At Minnesota State University Moorhead she was able to realize her dream of completing advanced education. She began pursuing Master of Liberal Arts coursework shortly after her retirement. The work included study in Oxford, England, in summer 1984. She was slow to complete her final paper, but with the urging of advisor Mary Ellen Schmider, she graduated with an MLA in 1994. At that time she was oldest person completing an MLA at MSUM--and perhaps the oldest student in Fargo-Moorhead completing any graduate degree.

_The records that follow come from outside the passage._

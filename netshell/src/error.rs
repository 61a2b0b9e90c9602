//! Error types for netshell.

use std::io;
use std::time::Duration;

use thiserror::Error;

/// Main error type for netshell operations.
#[derive(Error, Debug)]
pub enum Error {
    /// SSH transport-level errors
    #[error("Transport error: {0}")]
    Transport(#[from] TransportError),

    /// Shell channel errors
    #[error("Channel error: {0}")]
    Channel(#[from] ChannelError),

    /// Session-level errors
    #[error("Session error: {0}")]
    Session(#[from] SessionError),

    /// Connection pool errors
    #[error("Pool error: {0}")]
    Pool(#[from] PoolError),

    /// Device-type dispatch errors
    #[error("Dispatch error: {0}")]
    Dispatch(#[from] DispatchError),
}

/// Transport layer errors (TCP, SSH negotiation, authentication).
#[derive(Error, Debug)]
pub enum TransportError {
    /// Failed to reach the host at the TCP/SSH level
    #[error("Connection failed to {host}:{port}: {message}")]
    ConnectionFailed {
        host: String,
        port: u16,
        message: String,
    },

    /// Authentication failed, or every algorithm profile was rejected
    #[error("Authentication or algorithm negotiation failed for user '{user}': {message}")]
    AuthOrAlgorithm { user: String, message: String },

    /// SSH handshake or protocol error
    #[error("SSH error: {0}")]
    Ssh(#[from] russh::Error),

    /// Private key could not be loaded or decoded
    #[error("SSH key error: {0}")]
    Key(String),

    /// Transport setup exceeded the connection timeout
    #[error("Connection timed out after {0:?}")]
    Timeout(Duration),

    /// I/O error
    #[error("I/O error: {0}")]
    Io(#[from] io::Error),
}

/// Channel layer errors (shell I/O, prompt detection).
#[derive(Error, Debug)]
pub enum ChannelError {
    /// No prompt observed within the operation deadline.
    ///
    /// Carries whatever output had been collected when the deadline hit,
    /// so callers can report partial results.
    #[error("No prompt within {timeout:?} ({} bytes collected)", .partial.len())]
    PromptTimeout { partial: String, timeout: Duration },

    /// The device produced output but no recognizable prompt
    #[error("No recognizable prompt in device output")]
    PromptNotFound,

    /// Channel closed unexpectedly
    #[error("Channel closed")]
    Closed,

    /// SSH protocol error on the channel
    #[error("Channel SSH error: {0}")]
    Ssh(russh::Error),
}

/// Session layer errors (mode transitions, command execution).
#[derive(Error, Debug)]
pub enum SessionError {
    /// Operation called before a successful connect
    #[error("Session not connected - call connect() first")]
    NotConnected,

    /// connect() called on an already-connected session
    #[error("Session already connected")]
    AlreadyConnected,

    /// Could not enter enable (privileged) mode
    #[error("Failed to enter enable mode: {message}")]
    EnableFailed { message: String },

    /// Could not enter or exit configuration mode
    #[error("Configuration mode error: {message}")]
    ConfigMode { message: String },

    /// Commit rejected by a commit-based device
    #[error("Commit failed: {message}")]
    Commit { message: String },

    /// A vendor error pattern matched in the command output
    #[error("Command '{command}' failed: {message}")]
    Command { command: String, message: String },

    /// A confirmation dialog did not match the expected pattern
    #[error("Confirmation dialog mismatch: expected {expected}, got '{got}'")]
    ConfirmationMismatch { expected: String, got: String },

    /// The operation was not supported by this device type
    #[error("Operation not supported on {device_type}: {operation}")]
    Unsupported {
        device_type: String,
        operation: &'static str,
    },

    /// The caller cancelled the operation
    #[error("Operation cancelled by caller")]
    Canceled,
}

/// Connection pool errors.
#[derive(Error, Debug)]
pub enum PoolError {
    /// An exclusive acquire was requested while the entry is in use
    #[error("Pooled session for {key} is busy")]
    Busy { key: String },

    /// A live entry already exists for the key
    #[error("A live pooled session already exists for {key}")]
    DuplicateKey { key: String },
}

/// Device-type dispatch errors.
#[derive(Error, Debug)]
pub enum DispatchError {
    /// Unknown device-type tag
    #[error("Unsupported device type '{tag}'. Supported types: {}", .supported.join(", "))]
    UnsupportedDeviceType { tag: String, supported: Vec<String> },

    /// The credentials are structurally invalid for the request
    #[error("Invalid credentials: {message}")]
    InvalidCredentials { message: String },
}

/// Result type alias using netshell's Error.
pub type Result<T> = std::result::Result<T, Error>;

impl Error {
    /// Whether the error came from the caller cancelling the operation.
    pub fn is_canceled(&self) -> bool {
        matches!(self, Error::Session(SessionError::Canceled))
    }

    /// Whether the error is a prompt/connect deadline expiry.
    pub fn is_timeout(&self) -> bool {
        matches!(
            self,
            Error::Channel(ChannelError::PromptTimeout { .. })
                | Error::Transport(TransportError::Timeout(_))
        )
    }
}
//! The polymorphic device session.
//!
//! `DeviceSession` is the capability set every vendor plugin implements:
//! connect, session preparation, command and configuration execution,
//! config fetch/save, reboot, and disconnect, plus the dialect hooks
//! (newline, config-mode verbs, paging, confirmations, prompt learning,
//! sanitization) that vendors override. The provided implementations
//! cover the common Cisco-like flow; a plugin overrides exactly its
//! deltas.

mod core;
mod prompt;

pub use core::SessionCore;
pub use prompt::{PromptModel, strip_prompt_terminator};

use std::time::Duration;

use async_trait::async_trait;
use log::{debug, warn};
use once_cell::sync::Lazy;
use regex::Regex;
use secrecy::ExposeSecret;
use tokio::time::Instant;

use crate::channel::{PROMPT_TERMINATORS, PromptWait, RusshShell, ShellStream, last_non_empty_line};
use crate::error::{ChannelError, Error, Result, SessionError};
use crate::result::CommandResult;
use crate::sanitize;
use crate::transport::{PtyRequest, SshTransport, TransportConfig};

/// Error substrings recognized in command output, lowercase.
pub const DEFAULT_ERROR_PATTERNS: &[&str] = &[
    "invalid command",
    "invalid input",
    "syntax error",
    "unknown command",
    "error:",
    "not found",
    "failed",
];

/// Default confirmation-dialog pattern, answered with `y`.
pub static DEFAULT_CONFIRMATION_RE: Lazy<Regex> = Lazy::new(|| {
    Regex::new(r"(?i)\[y(?:es)?/n(?:o)?\]|\(y/n\)|\[confirm\]|are you sure").unwrap()
});

static PASSWORD_RE: Lazy<Regex> = Lazy::new(|| Regex::new(r"(?i)password").unwrap());

/// Window the enable-password prompt is expected within.
const ENABLE_PASSWORD_WINDOW: Duration = Duration::from_secs(2);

She continued her numerous volunteer activities, particularly those at St. Joseph's Catholic Church in Moorhead. Mrs. Collins was not raised a Catholic, but during college days dated a Catholic for a while, and met an influential Jesuit priest who persuaded her to convert. She maintained her strong faith since, served in both Catholic Daughters and the first parish council. She also served as member or officer of many local civic groups, including Town and Country Garden Club, F-M Rose Society (both now defunct), Fine Arts Club, AAUW, Soroptimist, F-M Horticulture Society, PEO, Garden Writers of America, Birthright, and United Way of Cass-Clay. In 1975 she was named a YWCA Woman of the Year.

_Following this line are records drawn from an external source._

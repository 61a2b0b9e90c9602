//! Arista EOS sessions.
//!
//! EOS is IOS-like with two quirks: the config prompt can carry a
//! `(s1)`/`(s2)` configuration-stage marker, and a resized terminal makes
//! the device echo the command a second time.

use async_trait::async_trait;

use crate::credentials::Credentials;
use crate::options::AdvancedOptions;
use crate::sanitize;
use crate::session::{DeviceSession, SessionCore};

/// Session for Arista EOS devices.
pub struct AristaSession {
    core: SessionCore,
}

impl AristaSession {
    pub fn new(credentials: Credentials, options: AdvancedOptions) -> Self {
        Self {
            core: SessionCore::new(credentials, options),
        }
    }
}

#[async_trait]
impl DeviceSession for AristaSession {
    fn core(&self) -> &SessionCore {
        &self.core
    }

    fn core_mut(&mut self) -> &mut SessionCore {
        &mut self.core
    }

    fn device_type(&self) -> &str {
        "arista_eos"
    }

    fn requires_enable(&self) -> bool {
        true
    }

    fn paging_command(&self) -> Option<&'static str> {
        Some("terminal length 0")
    }

    // The device answers with "Width set to 511 columns."
    fn terminal_width_command(&self) -> Option<&'static str> {
        Some("terminal width 511")
    }

    fn save_command(&self) -> Option<&'static str> {
        Some("write memory")
    }

    fn sanitize_output(&self, raw: &str, command: &str) -> String {
        let cleaned = sanitize::clean_output(
            raw,
            command,
            &self.core().prompt().base,
            self.prompt_terminators(),
        );
        let cleaned = sanitize::strip_tokens(&cleaned, &["(s1)", "(s2)"]);
        // Second echo of the command, if the device repeated it.
        sanitize::strip_command_echo(&cleaned, command)
            .trim()
            .to_string()
    }
}

#[cfg(test)]
mod tests {
    use super::*;

    fn session() -> AristaSession {
        AristaSession::new(
            Credentials::password_login("10.0.0.3", "admin", "pw", "arista_eos"),
            AdvancedOptions::default(),
        )
    }

    #[test]
    fn test_dialect() {
        let s = session();
        assert_eq!(s.device_type(), "arista_eos");
        assert_eq!(s.config_enter_command(), Some("configure terminal"));
        assert_eq!(s.terminal_width_command(), Some("terminal width 511"));
    }

    #[test]
    fn test_sanitize_strips_stage_markers() {
        let mut s = session();
        s.core_mut().prompt.base = "switch".to_string();
        let raw = "show hostname\nswitch(s1)(config)# output line\nswitch#";
        let cleaned = s.sanitize_output(raw, "show hostname");
        assert!(!cleaned.contains("(s1)"));
        assert!(!cleaned.contains("(s2)"));
    }

    #[test]
    fn test_sanitize_deduplicates_echo() {
        let mut s = session();
        s.core_mut().prompt.base = "switch".to_string();
        let raw = "show version\nshow version\nArista DCS-7050\nswitch#";
        assert_eq!(s.sanitize_output(raw, "show version"), "Arista DCS-7050");
    }
}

In retirement Mrs. Collins spent weekends at her lake cottage on Big Sugar Bush. But respiratory problems of five decades began to catch up with her. She had quit smoking in 1966, but still, colds and infections affected her lung already weakened by TB so many years ago. By the time she was 85 she used oxygen most of the time, and her world began to shrink: no more trips or gardening. "I really never thought I'd make it this far, after getting out of the san," she admitted. "I remember saying, if only I could live to see Ross graduate from high school."
While she couldn't attend many games, Mrs. Collins did continue to support the F-M Redhawks, buying season tickets. "I remembered the old F-M Twins, and I just thought we ought to have baseball here," she said. And, of course, she continued to write her weekly garden column, sometimes struggling to learn generation after generation of new computer, and email in the last few years. Her last column appeared July 5, the end of a 51-year run. "If I have any regrets," said Mrs. Collins, "I still wish I had found the time to write that short fiction."
Dorothy Collins died August 2, 2008, in Moorhead, at age 92.
The Dorothy Collins Memorial Endowment scholarship fund has been established to help communication majors who also work at the North Dakota State University Spectrum.